ASSIGNED TASK> Reproduce exactly the span of lines that opens with the line containing "Decimal-aware amount triples" and closes with the last line of the entries below.

DATA SUPPLIED section start

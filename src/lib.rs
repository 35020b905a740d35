// SPDX-License-Identifier: AGPL-3.0-or-later
//
// Copyright (C) 2026 Relational Network

//! Relay Signer - Signing and key-custody core for trustline relay clients
//!
//! Produces contract-verifiable signatures over exchange orders and
//! transactions, and keeps key material in one of two backends.
//!
//! ## Modules
//!
//! - `hashing` - Packed keccak-256 hashing of typed fields
//! - `wallet` - Derived-key and vault backends behind a single active slot
//! - `exchange` - Order typestate, fills and cancellations
//! - `transport` - Relay transport boundary and HTTP client
//! - `amount` - Decimal-aware amount triples
//! - `config` - Environment configuration and tracing setup

pub mod amount;
pub mod config;
pub mod error;
pub mod exchange;
pub mod hashing;
pub mod transport;
pub mod wallet;

pub use amount::Amount;
pub use config::ClientConfig;
pub use error::{Result, WalletError};
pub use exchange::Exchange;
pub use transport::{RelayClient, Transport};
pub use wallet::{SignatureParts, Wallet, WalletData, WalletKind};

DATA SUPPLIED section end

EXERCISE SOLUTION>
//! - `amount` - Decimal-aware amount triples
//! - `config` - Environment configuration and tracing setup

pub mod amount;
pub mod config;
pub mod error;
pub mod exchange;
pub mod hashing;
pub mod transport;
pub mod wallet;

pub use amount::Amount;
pub use config::ClientConfig;
pub use error::{Result, WalletError};
pub use exchange::Exchange;
pub use transport::{RelayClient, Transport};
pub use wallet::{SignatureParts, Wallet, WalletData, WalletKind};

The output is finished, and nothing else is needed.